La lutte contre les espèces exotiques envahissantes, c'est l'affaire de tous.

Véronique Barthélémy

Cheffe de projet à la DREAL de Nouvelle-Aquitaine,

Pour le professeur Frédéric Grandjean, il faut impérativement améliorer l'information quant aux conséquences des espèces exotiques envahissantes pour mieux lutter contre les invasions biologiques : "Il n’y a pas assez de communication. Il faut faire de la prévention, éviter les nouvelles introductions, et la législation n’est pas assez respectée. Lorsqu’une espèce est introduite, il faut agir très vite sur le court terme." Selon le chercheur, cette sensibilisation doit débuter dès la scolarité des citoyens, afin de montrer clairement l'impact qu'ont ces espèces sur les écosystèmes et le rôle qu'elles jouent dans l'extinction de la faune et de la flore locale.

À différentes échelles, la lutte contre les invasions biologiques se révèle extrêmement coûteuse.

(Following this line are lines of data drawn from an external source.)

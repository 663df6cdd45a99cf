use anyhow::Result;
use lifegarden::config::GardenConfig;
use lifegarden::garden::growth::{self, PlantStage};
use lifegarden::garden::progress::XP_PER_LEVEL;

/// Display level, XP and life balance in the terminal.
pub fn stats(config: &GardenConfig) -> Result<()> {
    let (_, store) = super::open_garden(config)?;
    let stats = store.stats();

    println!("Garden Statistics");
    println!("{}", "=".repeat(40));
    println!("  Level:               {}", stats.level);
    println!("  Total XP:            {}", stats.xp);
    println!(
        "  Next level in:       {} XP",
        XP_PER_LEVEL - stats.xp.rem_euclid(XP_PER_LEVEL)
    );
    println!();

    println!("Life Balance:");
    for (area, xp) in growth::area_balance(stats) {
        println!("  {} {:<14} {}", area.emoji(), area, xp);
    }
    println!();

    println!("Top Streaks:");
    let top = growth::top_streaks(store.habits());
    if top.is_empty() {
        println!("  (none yet)");
    }
    for habit in top {
        println!("  {:<28} {}", habit.title, habit.streak);
    }

    Ok(())
}

/// Draw each habit as a plant sized by its streak.
pub fn garden(config: &GardenConfig) -> Result<()> {
    let (_, store) = super::open_garden(config)?;
    let habits = store.habits();

    println!("My Life Garden — {} active plants", growth::active_plants(habits));
    println!("{}", "=".repeat(40));
    if habits.is_empty() {
        println!("  Plant your first seed...");
    }
    for habit in habits {
        let stage = PlantStage::for_streak(habit.streak);
        let filled = (growth::growth_percent(habit.streak) / 10) as usize;
        println!(
            "  {:<3} {:<28} [{}{}] {} days",
            stage.glyph(),
            habit.title,
            "#".repeat(filled),
            "-".repeat(10 - filled),
            habit.streak
        );
    }
    Ok(())
}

Les politiques publiques doivent donc agir rapidement et efficacement, en ciblant les priorités pour établir de nouvelles réglementations et stratégies. "L’objectif, c’est d’identifier les enjeux qui varient en fonction des différentes espèces et de leur localisation", rappelle Véronique Barthélémy. "Les mesures pourront avoir des impacts dans certains territoires et dans d’autres non, par rapport aux espèces indigènes présentes, à l'économie et à la santé humaine. Les objectifs des stratégies c’est d’agir où elles auront le plus d’impact."

Elle affirme que les politiques environnementales régionales et nationales doivent à terme s'organiser avec différents services de l'Etat et ministères comme celui de l'Agriculture, de la Santé, ou encore de l'Intérieur, avec le rôle crucial des douanes.

En décembre dernier, l'accord Kunming-Montréal a été adopté à l'issue de la Cop 15, afin de lutter contre la destruction de la biodiversité. Cet accord mondial constitue un plan pour la décennie 2020, et comporte l'objectif très ambitieux de réduire l’introduction et l’établissement d'espèces exotiques envahissantes prioritaires d’au moins 50 % d’ici à 2030.